- Born: June 7, 1942
- Died: March 14, 2014 (age 71) Turtle River, Minnesota
- Genres: Proto-punk, garage rock
- Instrument(s): Guitar, vocals
- Years active: 1964–2014
- Labels: Polydor

= Gary Burger =

Gary Burger (June 7, 1942 – March 14, 2014) was an American musician, best known as the guitarist and vocalist for the rock band the Monks.

==Biography==
Burger joined the U.S. Army immediately after graduating from Bemidji High School in Bemidji, Minnesota, and was stationed in Gelnhausen, West Germany. Burger formed the Five Torquays in 1964 with four other American soldiers he met in Germany. According to him, he joined the band partially because it got him out of his regular job as a fuel truck driver. The Torquays mainly played in hospitals and nursing homes in the beginning and produced a single in a small studio in Heidelberg. Their repertoire consisted mainly of Chuck Berry covers before moving on to more avant-garde original material.

A group of German students noticed the band and agreed to manage them if they changed their outfits. The band all wore black cassocks, nooses around their necks, and shaved the top of their heads. By 1965 the Five Torquays had become the Monks. They recorded one album, 1966's Black Monk Time. Although the Monks met with little success during their tenure, they were later cited as an influence on various artists, ranging from Jack White to The Fall. Burger's voice was described by Sean O'Neal as "a yowl that was soulful in its own strangled-cat sort of way." After touring Europe for three years, the Monks broke up in 1967.

After the breakup, Burger moved back to Minnesota and enrolled at Bemidji State University on a G.I. Bill scholarship. He found work digging septic systems by hand. "I loved that job, down in a hole with a shovel," he said. The Minnesota Department of Natural Resources later hired Burger to create films and advertisements. He opened a small recording studio that serviced the northern Minnesota music scene. In November 1999, Burger reunited with his former Monks bandmates to play a reunion show in New York City after learning copies of Black Monk Time had become collector's items.

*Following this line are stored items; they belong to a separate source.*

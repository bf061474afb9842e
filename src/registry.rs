//! Account registry
//!
//! Ordered, immutable mapping from account name to [`AccountSession`]. Built
//! once at startup, then shared by `Arc` with every tool invocation.

use std::sync::Arc;

use tracing::info;

use crate::config::{AccountConfig, ServerConfig};
use crate::errors::{AppError, AppResult};
use crate::session::{AccountSession, open_session};
use crate::transport::{ReqwestTransport, SharedTransport};

/// Introspection record for one account
#[derive(Debug, Clone, PartialEq, Eq)]
pub struct AccountSummary {
    pub name: String,
    pub account_id: String,
    pub is_read_only: bool,
    pub has_submission: bool,
}

/// Resolved sessions in configuration order; the first is the default
#[derive(Debug)]
pub struct AccountRegistry {
    sessions: Vec<AccountSession>,
}

impl AccountRegistry {
    /// Open every configured account over live `reqwest` transports
    ///
    /// # Errors
    ///
    /// Fails on the first account that cannot be opened; no account is served
    /// in that case.
    pub async fn connect(config: &ServerConfig) -> AppResult<Self> {
        Self::connect_with(config, |_| {
            let transport: SharedTransport = Arc::new(ReqwestTransport::new(config)?);
            Ok(transport)
        })
        .await
    }

    /// Open every configured account over transports built by `make_transport`
    ///
    /// Accounts are opened one after another in configuration order.
    pub async fn connect_with<F>(config: &ServerConfig, make_transport: F) -> AppResult<Self>
    where
        F: Fn(&AccountConfig) -> AppResult<SharedTransport>,
    {
        let mut sessions = Vec::with_capacity(config.accounts.len());
        for account in &config.accounts {
            let transport = make_transport(account)?;
            sessions.push(open_session(&config.session_url, account, transport).await?);
        }
        let registry = Self::from_sessions(sessions)?;
        info!(
            accounts = registry.sessions.len(),
            write = registry.any_write_access(),
            submission = registry.any_submission(),
            "account registry ready"
        );
        Ok(registry)
    }

    /// Build from already-open sessions
    ///
    /// # Errors
    ///
    /// `Configuration` if `sessions` is empty or names repeat.
    pub fn from_sessions(sessions: Vec<AccountSession>) -> AppResult<Self> {
        if sessions.is_empty() {
            return Err(AppError::Configuration(
                "no accounts configured".to_owned(),
            ));
        }
        for (i, session) in sessions.iter().enumerate() {
            if sessions[..i].iter().any(|s| s.name() == session.name()) {
                return Err(AppError::Configuration(format!(
                    "account '{}' is configured more than once",
                    session.name()
                )));
            }
        }
        Ok(Self { sessions })
    }

    /// Resolve an account by name, or the default when `name` is `None`
    ///
    /// # Errors
    ///
    /// `NotFound` listing every configured name when `name` is unknown.
    pub fn resolve(&self, name: Option<&str>) -> AppResult<&AccountSession> {
        let Some(name) = name else {
            return Ok(self.default_session());
        };
        self.sessions
            .iter()
            .find(|s| s.name() == name)
            .ok_or_else(|| {
                AppError::NotFound(format!(
                    "account '{name}' is not configured; available accounts: {}",
                    self.names().join(", ")
                ))
            })
    }

    /// First-configured session
    pub fn default_session(&self) -> &AccountSession {
        // non-empty by construction
        &self.sessions[0]
    }

    /// Account names in configuration order
    pub fn names(&self) -> Vec<&str> {
        self.sessions.iter().map(AccountSession::name).collect()
    }

    /// Summaries of every account in configuration order
    pub fn list_all(&self) -> Vec<AccountSummary> {
        self.sessions
            .iter()
            .map(|s| AccountSummary {
                name: s.name().to_owned(),
                account_id: s.account_id().to_owned(),
                is_read_only: s.is_read_only(),
                has_submission: s.has_submission(),
            })
            .collect()
    }

    /// Whether any account accepts writes
    pub fn any_write_access(&self) -> bool {
        self.sessions.iter().any(|s| !s.is_read_only())
    }

    /// Whether any account can submit mail
    pub fn any_submission(&self) -> bool {
        self.sessions.iter().any(AccountSession::has_submission)
    }
}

Burger was elected mayor of Turtle River, Minnesota, in 2006. In 2009, he reflected on his time in the Monks: "We all knew that we were doing a different sort of music, but as far as being a forerunner band—that was the furthest from our minds. We really weren’t thinking that. We had no idea that we were creating a new movement. And I’m still thinking, hey, we were just a rock and roll band that really had a lot of fun, and was able to be lucky enough—or unlucky enough, depending on your point of view—to work on the album."

Burger died of pancreatic cancer in Turtle River on March 14, 2014, at the age of 71.